[Collection entries]
-------------------------

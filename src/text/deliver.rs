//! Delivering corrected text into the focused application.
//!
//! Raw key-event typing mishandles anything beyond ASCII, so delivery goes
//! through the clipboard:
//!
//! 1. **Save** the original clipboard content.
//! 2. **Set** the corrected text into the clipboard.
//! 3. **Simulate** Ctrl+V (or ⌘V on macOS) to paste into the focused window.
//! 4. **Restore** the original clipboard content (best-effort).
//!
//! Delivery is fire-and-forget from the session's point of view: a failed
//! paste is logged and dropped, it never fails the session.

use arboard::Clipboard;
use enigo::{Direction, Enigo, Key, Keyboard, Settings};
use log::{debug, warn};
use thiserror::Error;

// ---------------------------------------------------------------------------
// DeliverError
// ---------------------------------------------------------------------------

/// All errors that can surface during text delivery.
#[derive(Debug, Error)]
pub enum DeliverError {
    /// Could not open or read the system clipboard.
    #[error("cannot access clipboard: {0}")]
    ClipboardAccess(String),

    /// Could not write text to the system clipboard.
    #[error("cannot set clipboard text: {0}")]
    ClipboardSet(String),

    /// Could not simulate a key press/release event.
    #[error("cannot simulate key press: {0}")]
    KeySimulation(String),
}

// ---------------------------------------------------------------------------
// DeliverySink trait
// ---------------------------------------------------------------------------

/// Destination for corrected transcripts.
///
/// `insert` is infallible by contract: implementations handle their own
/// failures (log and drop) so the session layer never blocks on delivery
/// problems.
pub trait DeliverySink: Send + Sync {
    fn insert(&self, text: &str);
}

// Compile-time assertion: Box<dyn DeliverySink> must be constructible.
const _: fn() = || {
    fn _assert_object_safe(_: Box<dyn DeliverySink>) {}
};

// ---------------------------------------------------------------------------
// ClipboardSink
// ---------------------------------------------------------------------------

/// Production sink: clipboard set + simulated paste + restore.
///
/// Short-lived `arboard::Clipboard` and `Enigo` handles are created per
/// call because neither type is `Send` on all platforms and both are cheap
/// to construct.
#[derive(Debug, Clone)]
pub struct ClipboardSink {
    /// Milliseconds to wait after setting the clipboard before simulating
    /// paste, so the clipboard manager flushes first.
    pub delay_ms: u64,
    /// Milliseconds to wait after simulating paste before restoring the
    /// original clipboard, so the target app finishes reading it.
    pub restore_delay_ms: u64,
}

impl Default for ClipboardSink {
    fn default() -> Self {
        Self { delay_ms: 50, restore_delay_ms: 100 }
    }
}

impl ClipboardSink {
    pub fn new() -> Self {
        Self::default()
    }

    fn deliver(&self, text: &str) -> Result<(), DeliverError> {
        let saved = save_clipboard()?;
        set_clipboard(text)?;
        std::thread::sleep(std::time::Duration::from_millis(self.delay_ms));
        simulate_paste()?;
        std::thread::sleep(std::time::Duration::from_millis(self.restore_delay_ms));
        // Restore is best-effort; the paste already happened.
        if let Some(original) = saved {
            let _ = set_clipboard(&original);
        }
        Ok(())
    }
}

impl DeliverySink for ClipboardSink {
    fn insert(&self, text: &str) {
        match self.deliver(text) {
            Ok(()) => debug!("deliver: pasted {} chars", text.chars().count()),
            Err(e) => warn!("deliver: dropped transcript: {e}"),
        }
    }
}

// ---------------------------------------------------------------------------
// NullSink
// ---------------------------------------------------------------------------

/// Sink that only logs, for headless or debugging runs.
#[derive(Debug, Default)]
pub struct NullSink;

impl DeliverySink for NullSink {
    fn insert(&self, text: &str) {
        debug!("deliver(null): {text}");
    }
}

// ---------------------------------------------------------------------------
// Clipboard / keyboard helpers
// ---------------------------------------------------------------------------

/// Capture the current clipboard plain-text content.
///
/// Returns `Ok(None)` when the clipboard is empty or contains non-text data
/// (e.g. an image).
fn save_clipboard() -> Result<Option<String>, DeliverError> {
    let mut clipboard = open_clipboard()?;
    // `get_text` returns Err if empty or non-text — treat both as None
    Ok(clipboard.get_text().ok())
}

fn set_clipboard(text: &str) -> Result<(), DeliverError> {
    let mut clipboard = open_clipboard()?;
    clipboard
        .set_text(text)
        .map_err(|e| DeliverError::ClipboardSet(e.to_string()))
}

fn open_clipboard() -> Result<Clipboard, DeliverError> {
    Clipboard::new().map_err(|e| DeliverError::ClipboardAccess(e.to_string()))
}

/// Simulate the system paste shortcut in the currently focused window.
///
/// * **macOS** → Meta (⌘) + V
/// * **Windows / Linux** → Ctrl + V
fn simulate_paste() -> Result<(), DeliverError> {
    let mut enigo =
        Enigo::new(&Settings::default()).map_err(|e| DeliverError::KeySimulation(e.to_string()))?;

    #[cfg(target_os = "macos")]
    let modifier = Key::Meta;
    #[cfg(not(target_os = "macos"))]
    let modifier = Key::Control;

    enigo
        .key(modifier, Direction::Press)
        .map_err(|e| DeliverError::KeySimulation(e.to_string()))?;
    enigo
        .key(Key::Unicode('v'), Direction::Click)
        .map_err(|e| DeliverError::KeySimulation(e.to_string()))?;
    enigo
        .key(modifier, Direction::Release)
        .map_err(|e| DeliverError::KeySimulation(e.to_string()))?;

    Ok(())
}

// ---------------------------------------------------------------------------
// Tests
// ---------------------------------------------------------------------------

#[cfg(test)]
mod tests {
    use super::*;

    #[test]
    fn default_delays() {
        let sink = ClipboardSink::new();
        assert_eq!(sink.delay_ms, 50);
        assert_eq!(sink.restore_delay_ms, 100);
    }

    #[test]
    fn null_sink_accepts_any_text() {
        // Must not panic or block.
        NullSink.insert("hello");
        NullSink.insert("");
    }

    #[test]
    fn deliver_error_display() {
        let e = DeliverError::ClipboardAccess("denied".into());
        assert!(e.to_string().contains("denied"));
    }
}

-------------------------

Both the line containing "before restoring the" and the line containing "fn deliver(&self, text: &str)" belong in the answer. Print them and every line above that falls between them exactly, and no others.

    /// Milliseconds to wait after simulating paste before restoring the
    /// original clipboard, so the target app finishes reading it.
    pub restore_delay_ms: u64,
}

impl Default for ClipboardSink {
    fn default() -> Self {
        Self { delay_ms: 50, restore_delay_ms: 100 }
    }
}

impl ClipboardSink {
    pub fn new() -> Self {
        Self::default()
    }

    fn deliver(&self, text: &str) -> Result<(), DeliverError> {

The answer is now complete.